# TASK GOAL
Only these lines of the data below are wanted: the one with "distribution, and greedy", the one with "row is empty.", and any lines between them, each repeated exactly.

*** Opening of DATA FOR THE TASK ***

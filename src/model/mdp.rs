use log::debug;
use ndarray::Array2;
use rand::Rng;

use crate::error::{Error, Result};
use crate::model::{sample_row, validate_row, ActionDynamicsSource, TransitionRow};

/// A standard MDP over the same partitioned state space as [`Lmdp`]:
/// action-conditioned transition rows, a reward matrix, and a start state.
///
/// [`Lmdp`]: crate::model::Lmdp
#[derive(Debug, Clone)]
pub struct Mdp {
    pub n_states: usize,
    pub n_nonterminal_states: usize,
    pub n_actions: usize,
    /// Transition rows indexed `[nonterminal state][action]`.
    pub p: Vec<Vec<TransitionRow>>,
    /// Rewards of shape `(n_states, n_actions)`.
    pub r: Array2<f64>,
    /// Start state index.
    pub s0: usize,
}

impl Mdp {
    /// Builds an MDP from a dynamics source, validating shapes and rows.
    ///
    /// # Errors
    ///
    /// Returns `Error::Structural` for shape mismatches or out-of-range
    /// successor indices and `Error::Normalization` for rows that are not
    /// probability distributions.
    pub fn from_source(source: &impl ActionDynamicsSource) -> Result<Self> {
        let n_states = source.n_states();
        let n_nonterminal_states = source.n_nonterminal_states();
        let n_actions = source.n_actions();
        let p = source.action_rows()?;
        let r = source.action_rewards();
        let s0 = source.start_state();

        if p.len() != n_nonterminal_states {
            return Err(Error::structural(format!(
                "{} action-row groups for {n_nonterminal_states} nonterminal states",
                p.len()
            )));
        }
        if r.dim() != (n_states, n_actions) {
            return Err(Error::structural(format!(
                "reward matrix has shape {:?}, expected ({n_states}, {n_actions})",
                r.dim()
            )));
        }
        if s0 >= n_states {
            return Err(Error::structural(format!(
                "start state {s0} out of range for {n_states} states"
            )));
        }
        for (s, per_action) in p.iter().enumerate() {
            if per_action.len() != n_actions {
                return Err(Error::structural(format!(
                    "state {s} has {} action rows, expected {n_actions}",
                    per_action.len()
                )));
            }
            for row in per_action {
                validate_row(row, s)?;
                for &(j, _) in row {
                    if j >= n_states {
                        return Err(Error::structural(format!(
                            "row for state {s} points at out-of-range successor {j}"
                        )));
                    }
                }
            }
        }

        debug!(
            "MDP: {} states ({} nonterminal), {} actions, start {}",
            n_states, n_nonterminal_states, n_actions, s0
        );
        Ok(Mdp {
            n_states,
            n_nonterminal_states,
            n_actions,
            p,
            r,
            s0,
        })
    }

    /// Whether `state` is terminal.
    pub fn terminal(&self, state: usize) -> bool {
        state >= self.n_nonterminal_states
    }

    /// Samples one transition under `action` and returns
    /// `(next_state, reward, done)`; the reward is the state-action entry.
    ///
    /// # Panics
    ///
    /// Panics if `state` is terminal or out of range.
    ///
    /// # Errors
    ///
    /// Returns `Error::InvalidAction` for an action index outside the action
    /// set and `Error::Normalization` if the selected row is not a
    /// probability distribution.
    pub fn act<R: Rng>(
        &self,
        state: usize,
        action: usize,
        rng: &mut R,
    ) -> Result<(usize, f64, bool)> {
        assert!(
            state < self.n_nonterminal_states,
            "act called on terminal or out-of-range state {state}"
        );
        if action >= self.n_actions {
            return Err(Error::InvalidAction {
                action,
                n_actions: self.n_actions,
            });
        }
        let row = &self.p[state][action];
        validate_row(row, state)?;
        let next = sample_row(row, rng);
        Ok((next, self.r[[state, action]], self.terminal(next)))
    }
}
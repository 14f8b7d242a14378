use log::{debug, trace};
use ndarray::Array1;

use crate::error::{Error, Result};
use crate::model::{Lmdp, TransitionRow};
use crate::solver::SolverConfig;

/// Computes the desirability function `Z` of an LMDP by power iteration on
/// the exponentiated Bellman operator
/// `Z[s] <- exp(R[s]/lambda) * (P0[s] . Z)`.
///
/// Terminal entries are fixed at `exp(R[t]/lambda)` before the first sweep
/// and never touched. Nonterminal entries start at zero, which keeps every
/// iterate a lower bound on the fixed point: the iteration is monotone
/// non-decreasing per state, and nonterminal states that cannot reach a
/// terminal state stay at the degenerate fixed point `Z = 0`.
///
/// Returns `(z, sweeps)`. A model without nonterminal states converges in
/// zero sweeps. Requires `config.lambda > 0` and `config.epsilon > 0`.
///
/// # Errors
///
/// Returns `Error::NonConvergence` carrying the last iterate if the sweep
/// residual is still at or above `config.epsilon` after
/// `config.max_iterations` sweeps.
///
/// # Examples
///
/// ```
/// use lmdp::grid::{GridLayout, GridWorld};
/// use lmdp::model::Lmdp;
/// use lmdp::solver::{power_iteration, SolverConfig};
///
/// let layout = GridLayout::from_map(&[
///     "####",
///     "#A #",
///     "# G#",
///     "####",
/// ])?;
/// let world = GridWorld::new(layout)?;
/// let lmdp = Lmdp::from_source(&world)?;
/// let (z, sweeps) = power_iteration(&lmdp, &SolverConfig::default())?;
/// assert!(sweeps < 50);
/// assert!(z[lmdp.s0] > 0.0 && z[lmdp.s0] < 1.0);
/// # Ok::<(), lmdp::Error>(())
/// ```
pub fn power_iteration(lmdp: &Lmdp, config: &SolverConfig) -> Result<(Array1<f64>, usize)> {
    let n_nonterminal = lmdp.n_nonterminal_states;
    let mut z = lmdp.r.mapv(|r| (r / config.lambda).exp());
    for s in 0..n_nonterminal {
        z[s] = 0.0;
    }
    if n_nonterminal == 0 {
        debug!("power iteration: no nonterminal states, nothing to solve");
        return Ok((z, 0));
    }

    let gain: Vec<f64> = (0..n_nonterminal)
        .map(|s| (lmdp.r[s] / config.lambda).exp())
        .collect();

    let mut residual = f64::INFINITY;
    for iteration in 1..=config.max_iterations {
        let updated = apply_sweep(&lmdp.p0, &gain, &z);
        residual = 0.0;
        for (s, &value) in updated.iter().enumerate() {
            residual = residual.max((value - z[s]).abs());
            z[s] = value;
        }
        if residual < config.epsilon {
            debug!(
                "power iteration converged after {iteration} sweeps (residual {residual:.3e})"
            );
            return Ok((z, iteration));
        }
        if iteration % 1000 == 0 {
            trace!("power iteration sweep {iteration}: residual {residual:.3e}");
        }
    }
    Err(Error::NonConvergence {
        iterations: config.max_iterations,
        residual,
        last: Box::new(z),
    })
}

/// One update pass over the nonterminal states: returns
/// `exp(R[s]/lambda) * (P0[s] . z)` for every nonterminal `s` without
/// modifying `z`.
///
/// [`power_iteration`] applies exactly this map until it stabilizes; tests
/// and callers stepping the operator by hand observe iterates through it.
pub fn sweep(lmdp: &Lmdp, lambda: f64, z: &Array1<f64>) -> Vec<f64> {
    let gain: Vec<f64> = (0..lmdp.n_nonterminal_states)
        .map(|s| (lmdp.r[s] / lambda).exp())
        .collect();
    apply_sweep(&lmdp.p0, &gain, z)
}

#[cfg(not(feature = "parallel"))]
fn apply_sweep(rows: &[TransitionRow], gain: &[f64], z: &Array1<f64>) -> Vec<f64> {
    rows.iter()
        .zip(gain)
        .map(|(row, g)| g * row_dot(row, z))
        .collect()
}

/// Rows are independent and each row product accumulates sequentially, so
/// the parallel sweep matches the serial one bit for bit.
#[cfg(feature = "parallel")]
fn apply_sweep(rows: &[TransitionRow], gain: &[f64], z: &Array1<f64>) -> Vec<f64> {
    use rayon::prelude::*;

    rows.par_iter()
        .zip(gain.par_iter())
        .map(|(row, g)| g * row_dot(row, z))
        .collect()
}

fn row_dot(row: &[(usize, f64)], z: &Array1<f64>) -> f64 {
    row.iter().map(|&(j, p)| p * z[j]).sum()
}
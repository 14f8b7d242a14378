//! Solvers: power iteration for the desirability function, optimal-policy
//! extraction, the embedding into a standard MDP, and value iteration.

pub mod embedding;
pub mod policy;
pub mod power_iteration;
pub mod value_iteration;

pub use embedding::{embed_lmdp, embed_policy};
pub use policy::optimal_policy;
pub use power_iteration::{power_iteration, sweep};
pub use value_iteration::value_iteration;

use ndarray::Array1;

/// Configuration for the LMDP power-iteration solver.
#[derive(Debug, Clone, Copy, PartialEq)]
pub struct SolverConfig {
    /// Temperature of the exponentiated Bellman operator. Must be positive.
    pub lambda: f64,
    /// Convergence threshold on the max per-state change of one sweep.
    pub epsilon: f64,
    /// Iteration bound before the solver reports non-convergence.
    pub max_iterations: usize,
}

impl SolverConfig {
    /// Unit temperature, `1e-10` tolerance, and a bound of `100_000` sweeps.
    pub fn new() -> Self {
        SolverConfig {
            lambda: 1.0,
            epsilon: 1e-10,
            max_iterations: 100_000,
        }
    }

    /// Sets the temperature.
    pub fn with_lambda(mut self, lambda: f64) -> Self {
        self.lambda = lambda;
        self
    }

    /// Sets the convergence threshold.
    pub fn with_epsilon(mut self, epsilon: f64) -> Self {
        self.epsilon = epsilon;
        self
    }

    /// Sets the iteration bound.
    pub fn with_max_iterations(mut self, max_iterations: usize) -> Self {
        self.max_iterations = max_iterations;
        self
    }
}

impl Default for SolverConfig {
    fn default() -> Self {
        Self::new()
    }
}

/// Recovers the value function from a desirability function:
/// `V(s) = lambda * ln(Z(s))`.
///
/// States with `Z = 0` map to `-inf`, which is the correct value of a state
/// that cannot reach a terminal state.
pub fn value_function(z: &Array1<f64>, lambda: f64) -> Array1<f64> {
    z.mapv(|v| lambda * v.ln())
}
use log::debug;
use ndarray::Array1;
use rand::Rng;

use crate::error::{Error, Result};
use crate::model::{sample_row, validate_row, PassiveDynamicsSource, TransitionRow};

/// A linearly-solvable MDP: passive dynamics `P0` over a partitioned state
/// space, per-state rewards, and a start state.
///
/// `p0` holds one sparse row per nonterminal state. Terminal states carry a
/// reward but no row; they absorb. Fields are public for direct
/// construction in tests and custom models; [`Lmdp::from_source`] is the
/// validating path.
#[derive(Debug, Clone)]
pub struct Lmdp {
    pub n_states: usize,
    pub n_nonterminal_states: usize,
    /// Number of actions mixed into each passive row; row entries stay in
    /// action order.
    pub n_actions: usize,
    /// Passive transition rows, one per nonterminal state.
    pub p0: Vec<TransitionRow>,
    /// Per-state rewards; terminal entries hold the terminal reward.
    pub r: Array1<f64>,
    /// Start state index.
    pub s0: usize,
}

impl Lmdp {
    /// Builds an LMDP from a dynamics source, validating shapes and rows.
    ///
    /// # Errors
    ///
    /// Returns `Error::Structural` for shape mismatches or out-of-range
    /// successor indices and `Error::Normalization` for rows that are not
    /// probability distributions.
    pub fn from_source(source: &impl PassiveDynamicsSource) -> Result<Self> {
        let n_states = source.n_states();
        let n_nonterminal_states = source.n_nonterminal_states();
        let p0 = source.passive_rows()?;
        let r = source.rewards();
        let s0 = source.start_state();

        if p0.len() != n_nonterminal_states {
            return Err(Error::structural(format!(
                "{} passive rows for {n_nonterminal_states} nonterminal states",
                p0.len()
            )));
        }
        if r.len() != n_states {
            return Err(Error::structural(format!(
                "reward vector has {} entries for {n_states} states",
                r.len()
            )));
        }
        if s0 >= n_states {
            return Err(Error::structural(format!(
                "start state {s0} out of range for {n_states} states"
            )));
        }
        for (s, row) in p0.iter().enumerate() {
            validate_row(row, s)?;
            for &(j, _) in row {
                if j >= n_states {
                    return Err(Error::structural(format!(
                        "row {s} points at out-of-range successor {j}"
                    )));
                }
            }
        }

        debug!(
            "LMDP: {} states ({} nonterminal), {} actions, start {}",
            n_states,
            n_nonterminal_states,
            source.n_actions(),
            s0
        );
        Ok(Lmdp {
            n_states,
            n_nonterminal_states,
            n_actions: source.n_actions(),
            p0,
            r,
            s0,
        })
    }

    /// Whether `state` is terminal.
    pub fn terminal(&self, state: usize) -> bool {
        state >= self.n_nonterminal_states
    }

    /// Samples one transition from `rows[state]` and returns
    /// `(next_state, reward, done)`; the reward is collected at the
    /// successor. Pass `&self.p0` to walk the passive dynamics, or an
    /// optimal-policy row set to walk the controlled ones.
    ///
    /// # Panics
    ///
    /// Panics if `state` is terminal or out of range for `rows`.
    ///
    /// # Errors
    ///
    /// Returns `Error::Normalization` if `rows[state]` is not a probability
    /// distribution.
    pub fn act<R: Rng>(
        &self,
        state: usize,
        rows: &[TransitionRow],
        rng: &mut R,
    ) -> Result<(usize, f64, bool)> {
        assert!(
            state < self.n_nonterminal_states,
            "act called on terminal or out-of-range state {state}"
        );
        let row = &rows[state];
        validate_row(row, state)?;
        let next = sample_row(row, rng);
        Ok((next, self.r[next], self.terminal(next)))
    }
}

#[cfg(test)]
mod tests {
    use super::*;
    use rand::SeedableRng;
    use rand_chacha::ChaCha20Rng;

    /// Two nonterminal states feeding one terminal state.
    fn chain() -> Lmdp {
        Lmdp {
            n_states: 3,
            n_nonterminal_states: 2,
            n_actions: 2,
            p0: vec![vec![(0, 0.5), (1, 0.5)], vec![(0, 0.5), (2, 0.5)]],
            r: Array1::from_vec(vec![-1.0, -1.0, 0.0]),
            s0: 0,
        }
    }

    #[test]
    fn test_terminal_partition() {
        let lmdp = chain();
        assert!(!lmdp.terminal(0));
        assert!(!lmdp.terminal(1));
        assert!(lmdp.terminal(2));
    }

    #[test]
    fn test_act_walks_the_row_support() {
        let lmdp = chain();
        let mut rng = ChaCha20Rng::seed_from_u64(3);
        for _ in 0..64 {
            let (next, reward, done) = lmdp.act(1, &lmdp.p0, &mut rng).unwrap();
            assert!(next == 0 || next == 2);
            assert_eq!(reward, lmdp.r[next]);
            assert_eq!(done, next == 2);
        }
    }

    #[test]
    fn test_act_is_deterministic_under_seed() {
        let lmdp = chain();
        let mut a = ChaCha20Rng::seed_from_u64(11);
        let mut b = ChaCha20Rng::seed_from_u64(11);
        for _ in 0..32 {
            assert_eq!(
                lmdp.act(0, &lmdp.p0, &mut a).unwrap(),
                lmdp.act(0, &lmdp.p0, &mut b).unwrap()
            );
        }
    }

    #[test]
    fn test_act_rejects_unnormalized_rows() {
        let lmdp = chain();
        let bad: Vec<TransitionRow> = vec![vec![(0, 0.3), (1, 0.3)], vec![(2, 1.0)]];
        let mut rng = ChaCha20Rng::seed_from_u64(0);
        assert!(matches!(
            lmdp.act(0, &bad, &mut rng),
            Err(Error::Normalization(_))
        ));
    }

    #[test]
    #[should_panic(expected = "terminal or out-of-range")]
    fn test_act_panics_on_terminal_state() {
        let lmdp = chain();
        let mut rng = ChaCha20Rng::seed_from_u64(0);
        let _ = lmdp.act(2, &lmdp.p0, &mut rng);
    }

    #[test]
    fn test_from_source_rejects_bad_shapes() {
        struct Broken;
        impl PassiveDynamicsSource for Broken {
            fn n_states(&self) -> usize {
                3
            }
            fn n_nonterminal_states(&self) -> usize {
                2
            }
            fn n_actions(&self) -> usize {
                2
            }
            fn start_state(&self) -> usize {
                0
            }
            fn passive_rows(&self) -> Result<Vec<TransitionRow>> {
                // One row short.
                Ok(vec![vec![(2, 1.0)]])
            }
            fn rewards(&self) -> Array1<f64> {
                Array1::zeros(3)
            }
        }
        assert!(matches!(
            Lmdp::from_source(&Broken),
            Err(Error::Structural(_))
        ));
    }
}
use std::collections::HashMap;

use log::debug;

use crate::error::{Error, Result};
use crate::grid::{Direction, GridLayout, GridState, N_ORIENTATIONS};

/// Ordered enumeration of every grid state with a stable nonterminal-first
/// partition.
///
/// States on goal cells are terminal. All nonterminal states occupy indices
/// `0..n_nonterminal_states()` and all terminal states follow, preserving the
/// scan order within each class, so the terminal test on an index is a single
/// comparison.
#[derive(Debug, Clone)]
pub struct StateSpace {
    states: Vec<GridState>,
    index: HashMap<GridState, usize>,
    n_nonterminal: usize,
}

impl StateSpace {
    /// Enumerates the open cells of `layout` in x-major scan order with all
    /// four facings per cell.
    ///
    /// # Errors
    ///
    /// Returns `Error::Structural` if the enumerated state count disagrees
    /// with the grid geometry (`4 * (size^2 - n_walls)`).
    pub fn new(layout: &GridLayout) -> Result<Self> {
        let size = layout.size() as i32;
        let mut nonterminal = Vec::new();
        let mut terminal = Vec::new();
        for x in 1..=size {
            for y in 1..=size {
                if !layout.is_open(x, y) {
                    continue;
                }
                for dir in Direction::ALL {
                    let state = GridState::new(x, y, dir);
                    if layout.is_goal(x, y) {
                        terminal.push(state);
                    } else {
                        nonterminal.push(state);
                    }
                }
            }
        }

        let expected = N_ORIENTATIONS * (layout.size() * layout.size() - layout.n_walls());
        let n_states = nonterminal.len() + terminal.len();
        if n_states != expected {
            return Err(Error::structural(format!(
                "enumerated {n_states} states, expected {expected} from the grid geometry"
            )));
        }

        let n_nonterminal = nonterminal.len();
        let mut states = nonterminal;
        states.append(&mut terminal);
        let index = states
            .iter()
            .enumerate()
            .map(|(i, &state)| (state, i))
            .collect();
        debug!(
            "state space: {} states over {} cells ({} nonterminal, {} terminal)",
            n_states,
            n_states / N_ORIENTATIONS,
            n_nonterminal,
            n_states - n_nonterminal
        );
        Ok(StateSpace {
            states,
            index,
            n_nonterminal,
        })
    }

    /// Total number of states.
    pub fn len(&self) -> usize {
        self.states.len()
    }

    /// Whether the space has no states.
    pub fn is_empty(&self) -> bool {
        self.states.is_empty()
    }

    /// Number of nonterminal states; also the index of the first terminal
    /// state.
    pub fn n_nonterminal_states(&self) -> usize {
        self.n_nonterminal
    }

    /// Number of terminal states.
    pub fn n_terminal_states(&self) -> usize {
        self.states.len() - self.n_nonterminal
    }

    /// Number of open cells.
    pub fn n_cells(&self) -> usize {
        self.states.len() / N_ORIENTATIONS
    }

    /// The state at `index`.
    ///
    /// # Panics
    ///
    /// Panics if `index` is out of range.
    pub fn state(&self, index: usize) -> GridState {
        self.states[index]
    }

    /// The index of `state`, if it is part of the space.
    pub fn index_of(&self, state: &GridState) -> Option<usize> {
        self.index.get(state).copied()
    }

    /// Whether the state at `index` is terminal.
    pub fn is_terminal(&self, index: usize) -> bool {
        index >= self.n_nonterminal
    }

    /// All states in index order.
    pub fn states(&self) -> &[GridState] {
        &self.states
    }
}
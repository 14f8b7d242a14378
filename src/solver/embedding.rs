use log::debug;
use ndarray::Array2;

use crate::error::{Error, Result};
use crate::model::{Lmdp, Mdp, TransitionRow};
use crate::solver::{optimal_policy, power_iteration, SolverConfig};

/// Builds a standard MDP equivalent to a solved LMDP.
///
/// Action 0 reproduces the optimal controlled row `Pu[s]` exactly; action
/// `a` receives the same row with its probability values cyclically rotated
/// by `a` positions across the successor list, and rewards copy the LMDP's
/// state reward into every action column. Rotation permutes values over an
/// unchanged support, so every `P[s][a]` stays a distribution, and greedy
/// behavior in the embedded MDP recovers the LMDP's optimal policy through
/// action 0.
///
/// The successor list is keyed by the geometric action order the builder
/// fixed (left turn, right turn, forward), so rotating by `a` deflects each
/// action's probability mass onto the successor reached `a` actions later
/// in that order, uniformly across states.
///
/// # Errors
///
/// Returns `Error::Structural` if `pu` does not hold one row per
/// nonterminal state and `Error::Normalization` if a row is empty.
pub fn embed_policy(lmdp: &Lmdp, pu: &[TransitionRow]) -> Result<Mdp> {
    if pu.len() != lmdp.n_nonterminal_states {
        return Err(Error::structural(format!(
            "{} policy rows for {} nonterminal states",
            pu.len(),
            lmdp.n_nonterminal_states
        )));
    }
    let n_actions = lmdp.n_actions;
    let mut p = Vec::with_capacity(pu.len());
    for (s, row) in pu.iter().enumerate() {
        if row.is_empty() {
            return Err(Error::normalization(format!(
                "policy row for state {s} is empty"
            )));
        }
        let per_action: Vec<TransitionRow> = (0..n_actions).map(|a| rotated_row(row, a)).collect();
        p.push(per_action);
    }
    let mut r = Array2::zeros((lmdp.n_states, n_actions));
    for s in 0..lmdp.n_states {
        for a in 0..n_actions {
            r[[s, a]] = lmdp.r[s];
        }
    }
    debug!(
        "embedded LMDP into an MDP with {n_actions} actions over {} states",
        lmdp.n_states
    );
    Ok(Mdp {
        n_states: lmdp.n_states,
        n_nonterminal_states: lmdp.n_nonterminal_states,
        n_actions,
        p,
        r,
        s0: lmdp.s0,
    })
}

/// Solves the LMDP and embeds its optimal policy: power iteration, tilting,
/// then [`embed_policy`].
///
/// # Errors
///
/// Propagates solver and extraction failures unchanged.
///
/// # Examples
///
/// ```
/// use lmdp::grid::{GridLayout, GridWorld};
/// use lmdp::model::Lmdp;
/// use lmdp::solver::{embed_lmdp, SolverConfig};
///
/// let layout = GridLayout::from_map(&[
///     "####",
///     "#A #",
///     "# G#",
///     "####",
/// ])?;
/// let world = GridWorld::new(layout)?;
/// let lmdp = Lmdp::from_source(&world)?;
/// let mdp = embed_lmdp(&lmdp, &SolverConfig::default())?;
/// assert_eq!(mdp.n_actions, 3);
/// assert_eq!(mdp.r[[0, 0]], lmdp.r[0]);
/// # Ok::<(), lmdp::Error>(())
/// ```
pub fn embed_lmdp(lmdp: &Lmdp, config: &SolverConfig) -> Result<Mdp> {
    let (z, _) = power_iteration(lmdp, config)?;
    let pu = optimal_policy(lmdp, &z)?;
    embed_policy(lmdp, &pu)
}

/// Rotates the probability values of `row` forward by `shift` positions
/// while the successor indices stay in place.
fn rotated_row(row: &[(usize, f64)], shift: usize) -> TransitionRow {
    let m = row.len();
    let shift = shift % m;
    (0..m)
        .map(|k| (row[k].0, row[(k + m - shift) % m].1))
        .collect()
}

*** Close of DATA FOR THE TASK ***

# RESULT FOR THIS TASK
/// unchanged support, so every `P[s][a]` stays a distribution, and greedy
/// behavior in the embedded MDP recovers the LMDP's optimal policy through
/// action 0.
///
/// The successor list is keyed by the geometric action order the builder
/// fixed (left turn, right turn, forward), so rotating by `a` deflects each
/// action's probability mass onto the successor reached `a` actions later
/// in that order, uniformly across states.
///
/// # Errors
///
/// Returns `Error::Structural` if `pu` does not hold one row per
/// nonterminal state and `Error::Normalization` if a row is empty.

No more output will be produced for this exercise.